I think professional merely applies to the fact that someone pays you to drive a vehicle - it does not imply any competence.


----------



## lane (28 Jul 2020)

https://www.transportnottingham.com/professional-drivers-pedal-a-mile-in-someone-elses-shoes/

Says the course is free. Does not mention being paid £50 but think that was what they said on the local news last night


----------



## Baldy (28 Jul 2020)

For far too many drivers I know pedaling a mile would probably kill them, I'm sorry to say.


----------



## avecReynolds531 (28 Jul 2020)

I approached a pedestrian crossing today (a major one) and there were already two cars in line stationary there, allowing people to walk across. I was maybe 30-40 yards from the last car in line, so started freewheeling towards the crossing. I heard a car behind me accelerate and it swung out fast past me, then pulled in, only to have to brake very shortly after.
Apart from impatient, I reckon that's one of _the_ most mystifying pieces of driving I've witnessed. Just beyond reason 

If perhaps the driver becomes sick in the future, his GP will hopefully prescribe cycling


----------



## DaveReading (28 Jul 2020)

lane said:


> I think professional merely applies to the fact that someone pays you to drive a vehicle - it does not imply any competence.



One might have hoped that being paid to drive a vehicle would imply competence.


----------



## lane (28 Jul 2020)

DaveReading said:


> One might have hoped that being paid to drive a vehicle would imply competence.

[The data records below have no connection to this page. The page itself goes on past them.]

// `cutdraft inspect`: summarize a draft's content file.

use std::collections::BTreeMap;
use std::fs;
use std::path::{Path, PathBuf};

use anyhow::Context;
use clap::Args;
use serde::Serialize;
use serde_json::Value;

use cutdraft_core::meta::CONTENT_FILE;
use cutdraft_core::reconcile::{dangling_refs, DanglingRef};
use cutdraft_core::time;

use crate::output::{self, OutputFormat};

#[derive(Debug, Args)]
pub struct InspectArgs {
    /// Draft folder or content file.
    path: PathBuf,
    /// Force JSON output.
    #[arg(long)]
    json: bool,
}

#[derive(Debug, Clone, Serialize)]
pub struct InspectResult {
    pub path: PathBuf,
    pub id: Option<String>,
    pub version: Option<u64>,
    pub new_version: Option<String>,
    pub canvas: Option<(u64, u64)>,
    pub duration: u64,
    pub tracks: Vec<TrackSummary>,
    pub materials: BTreeMap<String, usize>,
    pub dangling: Vec<DanglingRef>,
}

#[derive(Debug, Clone, Serialize)]
pub struct TrackSummary {
    #[serde(rename = "type")]
    pub kind: String,
    pub name: String,
    pub segments: usize,
}

pub fn run(args: InspectArgs) -> anyhow::Result<()> {
    let format = OutputFormat::detect(args.json);
    match inspect(&args.path) {
        Ok(result) => {
            output::print_output(format, &result, format_human)?;
            Ok(())
        }
        Err(e) => {
            output::print_anyhow_error(format, &e);
            Err(e)
        }
    }
}

fn inspect(path: &Path) -> anyhow::Result<InspectResult> {
    let file = if path.is_dir() { path.join(CONTENT_FILE) } else { path.to_path_buf() };
    let raw = fs::read(&file).with_context(|| format!("reading {}", file.display()))?;
    let content: Value =
        serde_json::from_slice(&raw).with_context(|| format!("parsing {}", file.display()))?;
    Ok(summarize(file, &content))
}

fn summarize(path: PathBuf, content: &Value) -> InspectResult {
    let tracks = content["tracks"]
        .as_array()
        .into_iter()
        .flatten()
        .map(|track| TrackSummary {
            kind: track["type"].as_str().unwrap_or_default().to_string(),
            name: track["name"].as_str().unwrap_or_default().to_string(),
            segments: track["segments"].as_array().map_or(0, Vec::len),
        })
        .collect();
    let materials = content["materials"]
        .as_object()
        .into_iter()
        .flatten()
        .filter_map(|(collection, list)| {
            list.as_array().filter(|l| !l.is_empty()).map(|l| (collection.clone(), l.len()))
        })
        .collect();
    let canvas = content["canvas_config"]["width"]
        .as_u64()
        .zip(content["canvas_config"]["height"].as_u64());

    InspectResult {
        path,
        id: content["id"].as_str().map(String::from),
        version: content["version"].as_u64(),
        new_version: content["new_version"].as_str().map(String::from),
        canvas,
        duration: content["duration"].as_u64().unwrap_or(0),
        tracks,
        materials,
        dangling: dangling_refs(content),
    }
}

fn format_human(result: &InspectResult) -> String {
    let mut lines = Vec::new();
    lines.push(format!("{}", result.path.display()));
    if let Some(id) = &result.id {
        lines.push(format!("  id:       {id}"));
    }
    let version = match (&result.new_version, result.version) {
        (Some(new), Some(old)) => format!("{new} ({old})"),
        (Some(new), None) => new.clone(),
        (None, Some(old)) => old.to_string(),
        (None, None) => "unknown".into(),
    };
    lines.push(format!("  version:  {version}"));
    if let Some((width, height)) = result.canvas {
        lines.push(format!("  canvas:   {width}x{height}"));
    }
    lines.push(format!("  duration: {}", time::format(result.duration)));

    lines.push(format!("  {} track(s)", result.tracks.len()));
    for track in &result.tracks {
        let name = if track.name.is_empty() { "-" } else { track.name.as_str() };
        lines.push(format!("    {:<7} {name}: {} segment(s)", track.kind, track.segments));
    }
    if !result.materials.is_empty() {
        lines.push("  materials:".into());
        for (collection, count) in &result.materials {
            lines.push(format!("    {collection}: {count}"));
        }
    }
    if result.dangling.is_empty() {
        lines.push("  no dangling references".into());
    } else {
        lines.push(format!("  {} dangling reference(s):", result.dangling.len()));
        for reference in &result.dangling {
            lines.push(format!(
                "    {} segment {} → {}",
                reference.track_type, reference.segment_id, reference.material_id
            ));
        }
    }
    lines.join("\n")
}

#[cfg(test)]
mod tests {
    use super::*;
    use serde_json::json;
    use tempfile::TempDir;

    fn sample() -> Value {
        json!({
            "id": "D",
            "version": 360000,
            "new_version": "110.0.0",
            "canvas_config": {"width": 1920, "height": 1080},
            "duration": 1_500_000,
            "materials": {
                "videos": [{"id": "v1"}],
                "texts": [],
            },
            "tracks": [
                {"type": "video", "name": "video", "segments": [
                    {"id": "s1", "material_id": "v1", "extra_material_refs": ["gone"]}
                ]},
                {"type": "text", "name": "", "segments": []},
            ],
        })
    }

    #[test]
    fn summarizes_tracks_materials_and_dangling_refs() {
        let result = summarize(PathBuf::from("draft_content.json"), &sample());
        assert_eq!(result.canvas, Some((1920, 1080)));
        assert_eq!(result.tracks.len(), 2);
        assert_eq!(result.tracks[0].segments, 1);
        assert_eq!(result.materials.get("videos"), Some(&1));
        assert!(!result.materials.contains_key("texts"));
        assert_eq!(result.dangling.len(), 1);
        assert_eq!(result.dangling[0].material_id, "gone");

        let human = format_human(&result);
        assert!(human.contains("110.0.0 (360000)"));
        assert!(human.contains("duration: 1.5s"));
        assert!(human.contains("1 dangling reference(s)"));
    }

    #[test]
    fn accepts_a_draft_folder() {
        let dir = TempDir::new().unwrap();
        fs::write(dir.path().join(CONTENT_FILE), serde_json::to_vec(&sample()).unwrap()).unwrap();
        let result = inspect(dir.path()).unwrap();
        assert_eq!(result.id.as_deref(), Some("D"));
        assert!(result.path.ends_with(CONTENT_FILE));
    }

    #[test]
    fn missing_content_is_an_error() {
        let dir = TempDir::new().unwrap();
        let err = inspect(dir.path()).unwrap_err();
        assert!(format!("{err:#}").contains(CONTENT_FILE));
    }
}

Ample evidence to the contrary unfortunately


----------



## DRM (29 Jul 2020)

lane said:


> https://www.transportnottingham.com/professional-drivers-pedal-a-mile-in-someone-elses-shoes/
> 
> Says the course is free. Does not mention being paid £50 but think that was what they said on the local news last night


I’ve often thought that as part of being punished when caught out for bad driving round cyclists the driver should have to attend a course, where on a track they are close passed by cars, trucks and buses, then set up a roadworks traffic light system so they can be tailgated all the way through and finally have someone pull out in front of them/left hook them at a junction, then take them inside and show photographs of the aftermath of people being killed or injured and tell them the victims story ie not just a bloody cyclist but a person with a family


----------



## rivers (31 Jul 2020)

Both myself and one of my friends were intentionally sprayed with windscreen wash on a ride this evening. I managed to catch up the driver to have a word. It did not go well. But I've got his reg number, and my friend is a police officer. Plus his vehicle was declared SORN, with an insurance check being done tomorrow. He proceeded to try and follow us around town, but were able to lose him. Anti-social driving report filed as well as reported a SORN vehicle online. This could get interesting


----------



## lane (31 Jul 2020)

Out tonight, on a narrow lane, where if I get a car behind me I am inclined to pull over to let them past. Car comes up behind me, hoot, hoot, I made no effort to get out of his way. Later similar situation, car behind me, I pull over when convenient, thank you from the driver - that is how it should be more peasant all round. 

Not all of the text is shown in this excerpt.